───── Entries provided

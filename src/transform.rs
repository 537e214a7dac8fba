//! The transform capability: turn one raw item into zero, one or many outputs.

use anyhow::Result;

/// Result of transforming one item.
///
/// `Many` is expanded lazily on the worker thread; its elements reach the output channel in
/// the order the iterator yields them.
pub enum Output<T> {
    Empty,
    One(T),
    Many(Box<dyn Iterator<Item = T>>),
}

impl<T> Output<T> {
    pub fn one(item: T) -> Self {
        Output::One(item)
    }

    pub fn many<I>(iter: I) -> Self
    where
        I: IntoIterator<Item = T>,
        I::IntoIter: 'static,
    {
        Output::Many(Box::new(iter.into_iter()))
    }

    /// Push every produced element through `emit`, stopping early if it returns false.
    /// Returns how many elements were emitted.
    pub(crate) fn for_each_until(self, mut emit: impl FnMut(T) -> bool) -> usize {
        match self {
            Output::Empty => 0,
            Output::One(item) => usize::from(emit(item)),
            Output::Many(iter) => {
                let mut n = 0;
                for item in iter {
                    if !emit(item) {
                        break;
                    }
                    n += 1;
                }
                n
            }
        }
    }
}

impl<T> From<Option<T>> for Output<T> {
    fn from(item: Option<T>) -> Self {
        match item {
            Some(item) => Output::One(item),
            None => Output::Empty,
        }
    }
}

impl<T: 'static> From<Vec<T>> for Output<T> {
    fn from(items: Vec<T>) -> Self {
        Output::many(items)
    }
}

/// Preprocessing hook run on every worker.
///
/// Shared by all workers through an `Arc`, so it must not rely on per-call mutable state;
/// use [`with_worker_rng`](crate::utils::with_worker_rng) for randomness.
pub trait Preprocess<I>: Send + Sync + 'static {
    type Out: Send + 'static;

    fn preprocess(&self, item: I) -> Result<Output<Self::Out>>;
}

impl<I, O, F> Preprocess<I> for F
where
    F: Fn(I) -> Result<Output<O>> + Send + Sync + 'static,
    O: Send + 'static,
{
    type Out = O;

    fn preprocess(&self, item: I) -> Result<Output<O>> {
        self(item)
    }
}

/// Transform from an infallible one-to-one function.
pub fn map<I, O, F>(f: F) -> impl Preprocess<I, Out = O>
where
    F: Fn(I) -> O + Send + Sync + 'static,
    I: 'static,
    O: Send + 'static,
{
    move |item: I| -> Result<Output<O>> { Ok(Output::One(f(item))) }
}

/// Transform from an infallible one-to-many function; the collection is expanded in order.
pub fn flat_map<I, O, C, F>(f: F) -> impl Preprocess<I, Out = O>
where
    F: Fn(I) -> C + Send + Sync + 'static,
    C: IntoIterator<Item = O>,
    C::IntoIter: 'static,
    I: 'static,
    O: Send + 'static,
{
    move |item: I| -> Result<Output<O>> { Ok(Output::many(f(item))) }
}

──────────

Try it> Wherever a line in the entries holds "infallible", copy that line.

Written answer>
/// Transform from an infallible one-to-one function.
/// Transform from an infallible one-to-many function; the collection is expanded in order.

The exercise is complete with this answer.